Now all this begs a question: what if you’ve been paying a funeral home in advance, hoping to care for your family, but now you realize this whole arrangement may have been a huge mistake? I know I’ve painted a very bleak picture here, but there’s good news. Don’t worry about it. All you have to do to fix this is take out a final expense policy. Keep paying the funeral home. You’re on the right track. The policy will pay the remaining expenses owed to the funeral home in the event of your death, plus whatever more you decide to bless your family with. Problem solved. You’re going to need me for that, of course. So please don’t hang up on me or close your door telling me you’ve taken care of your final expenses, when all you’ve done is start prepaying a mortuary. Good for you. Now let’s really protect your family.
Seeing the basic problem I just addressed in Myth #7, the Funerary business came up with a sort of insurance policy that would pay out the full amount of the cost of Funeral expenses known as “PreNeed.” PreNeed policies are a step in the right direction, but they are far from ideal. Yes, they do pay out the full face amount of a policy so long as you pay your premiums. But that’s where the benefit ends. And they’re not what you might expect.
For one thing, suppose you have a PreNeed policy for $10,000 that you take out when you are sixty five years old and you pay a $100/month. That’s $1,200/year. So by the time your seventy three, you’ll have paid in the full amount of the policy. So, what will happen if you live to eighty? Well, you’ll have to keep paying $100/month to keep your policy or you will have nothing at all, even though you’ve paid in $10,000. By the time you’re eighty, you will have paid in about $19,000 for your $10,000 policy. Do you see what a bad net outcome that is? And that’s just one problem…
A possibly even greater problem is that PreNeeds policies from funeral homes don’t assign the family as the beneficiary – at all. The funeral home is the beneficiary. Think about that. So, what that means is that the funeral home is going to upcharge all it can, while it scrimps on as many of its costs as possible, so that it gets 100% of the face amount of the policy with a minimal expenditure and maximum net profit – even if that happens when you’ve paid more than the policy’s face amount, like I just showed you.
So, let’s be realistic here. Businesses are in businesses for profit – even businesses that serve families in their time of grief. By paying a business a set amount, the business is most likely to trim its costs and upsell more and more services as necessary, to retain all it can of the face value that the insurance offers. You’ve seen health care companies jack up prices to do this. The funerary business is no different. Once you contract with the company and have an insurance policy that will pay a set amount, free market competition is no longer a factor. A competitive market place is what serves the public, driving down prices. And once the funeral home is chosen as the beneficiary, the family can’t exactly take their business elsewhere.

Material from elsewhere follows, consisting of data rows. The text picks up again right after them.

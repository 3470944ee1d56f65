//! Statistical utility functions shared across modules

use std::cmp::Ordering;

/// Sort a copy of the finite values in `x`
fn sorted_finite(x: &[f64]) -> Vec<f64> {
    let mut v: Vec<f64> = x.iter().copied().filter(|v| v.is_finite()).collect();
    v.sort_by(|a, b| a.partial_cmp(b).unwrap_or(Ordering::Equal));
    v
}

/// Quantile of already-sorted data with linear interpolation between order
/// statistics (Hyndman-Fan type 7).
pub fn quantile_sorted(sorted: &[f64], prob: f64) -> f64 {
    match sorted.len() {
        0 => f64::NAN,
        1 => sorted[0],
        n => {
            let h = (n - 1) as f64 * prob.clamp(0.0, 1.0);
            let lo = h.floor() as usize;
            let hi = (lo + 1).min(n - 1);
            sorted[lo] + (h - lo as f64) * (sorted[hi] - sorted[lo])
        }
    }
}

/// Median of the finite values; NaN for empty input
pub fn median(x: &[f64]) -> f64 {
    quantile_sorted(&sorted_finite(x), 0.5)
}

/// Sample mean and (n - 1) variance. Variance is 0 for fewer than two values.
pub fn mean_variance(x: &[f64]) -> (f64, f64) {
    let n = x.len();
    if n == 0 {
        return (f64::NAN, f64::NAN);
    }
    let mean = x.iter().sum::<f64>() / n as f64;
    if n < 2 {
        return (mean, 0.0);
    }
    let var = x.iter().map(|&v| (v - mean).powi(2)).sum::<f64>() / (n - 1) as f64;
    (mean, var)
}

/// log(sum(exp(x))) without overflow
pub fn log_sum_exp(x: &[f64]) -> f64 {
    let max = x.iter().copied().fold(f64::NEG_INFINITY, f64::max);
    if !max.is_finite() {
        return max;
    }
    max + x.iter().map(|&v| (v - max).exp()).sum::<f64>().ln()
}

#[cfg(test)]
mod tests {
    use super::*;

    #[test]
    fn test_median_odd_even() {
        assert_eq!(median(&[3.0, 1.0, 2.0]), 2.0);
        assert_eq!(median(&[4.0, 1.0, 3.0, 2.0]), 2.5);
        assert!(median(&[]).is_nan());
    }

    #[test]
    fn test_quantile_sorted_endpoints() {
        let x = vec![10.0, 20.0, 30.0, 40.0, 50.0];
        assert_eq!(quantile_sorted(&x, 0.0), 10.0);
        assert_eq!(quantile_sorted(&x, 1.0), 50.0);
        assert!((quantile_sorted(&x, 0.25) - 20.0).abs() < 1e-12);
        assert!((quantile_sorted(&x, 0.1) - 14.0).abs() < 1e-12);
    }

    #[test]
    fn test_mean_variance() {
        let (m, v) = mean_variance(&[1.0, 2.0, 3.0, 4.0]);
        assert!((m - 2.5).abs() < 1e-12);
        assert!((v - 5.0 / 3.0).abs() < 1e-12);
    }

    #[test]
    fn test_log_sum_exp_stable() {
        let v = log_sum_exp(&[1000.0, 1000.0]);
        assert!((v - (1000.0 + 2f64.ln())).abs() < 1e-10);
        assert_eq!(log_sum_exp(&[f64::NEG_INFINITY, f64::NEG_INFINITY]), f64::NEG_INFINITY);
    }
}
//! Seeded random number streams
//!
//! Every gene draws from its own `StdRng`, seeded from the run's base seed and the
//! gene index. Output for a fixed seed is therefore the same whatever the number of
//! worker threads or the order in which genes are scheduled.

use rand::rngs::StdRng;
use rand::{Rng, SeedableRng};

/// Base seed for a run: the given one, or fresh entropy from the thread RNG
pub fn resolve_seed(seed: Option<u64>) -> u64 {
    match seed {
        Some(s) => s,
        None => rand::thread_rng().gen(),
    }
}

/// splitmix64 finalizer
fn mix64(mut z: u64) -> u64 {
    z = (z ^ (z >> 30)).wrapping_mul(0xBF58_476D_1CE4_E5B9);
    z = (z ^ (z >> 27)).wrapping_mul(0x94D0_49BB_1331_11EB);
    z ^ (z >> 31)
}

/// Seed of the stream for one gene
pub fn gene_seed(base: u64, gene: usize) -> u64 {
    mix64(base ^ mix64((gene as u64).wrapping_add(0x9E37_79B9_7F4A_7C15)))
}

/// Independent RNG for one gene
pub fn gene_rng(base: u64, gene: usize) -> StdRng {
    StdRng::seed_from_u64(gene_seed(base, gene))
}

Now to be sure, there are some laws regulating funerary contracts. Some are irrevocable and fall under planning laws, depending on your state, and those laws may require expense planning to avoid the exploitation of consumers this way. Revocable contracts, on the other hand, may allow you up to a 90% refund at any time during the contract. The upshot of all this is that it may be worthwhile to switch from a PreNeeds contract to a whole life policy for a number of reasons. Certainly, you should weigh it out. For one thing, whole life policies normally assign the family as the beneficiary, not the funeral home and give the family the liberty to spend proceeds as they see fit. This may involve the cost of airfare and other expenses such as time off work, that are often overlooked, and definitely not covered in PreNeeds contracts. Always keep in mind that any monies left over after final expenses are paid, are not subject to probate or taxation. They are gifts to those you love. That’s why life insurance policies are the ideal way to bequeeth savings.
As true as it may be that the older you are the more expensive final expense benefits become, I should let you know that there is at least one A-rated carrier that covers those up to age 89. You might also want to consider that when you are that old, you are likely to not pay premiums for as many years as someone who is much younger, so your total cost may not be that much higher than your younger peers would pay after all.
I also know which carriers offer the best coverage for those with serious health problems, including cancer, heart attacks, strokes, diabetes, kidney problems and so on – you name it. Typically, these will be graded policies, which means you won’t get the full face amount of the policy until the third year, but as graded and modified policies go, I know how to find you the best value. The first thing I should say about this is to look closely at the terms. Most graded policies offer something called a 10% return of premium. This means you are offered a benefit of 10% of the total premium you pay during the first two or three years on a policy. Compare that to a savings account. Where can you get 10% guaranteed interest on a savings account? Nowhere. And show me a savings account that suddenly pops up in value in the third year to tens of thousands of dollars. It’s a no brainer investment. I’m a specialist in finding you these.
That’s good news, but it gets even better. Modified policies, with the right companies, pay even more even faster. As long as you pay your premiums, the value of your policy will jump up from year to year. So for instance, if you’ve got a $30,000 policy that pays 30% of the value after the first year, 70% after the second year and 100% of the value after the third year, your family would receive much more than their return of premium plus 10% back, as they might get with a graded policy. For example, if you passed away in month 15 and the policy paid out 30%, that would be $9,000 to your family. If your premium had been $100, you would have only paid in $1,500 at that point. That’s much more than 10%. It’s 600%.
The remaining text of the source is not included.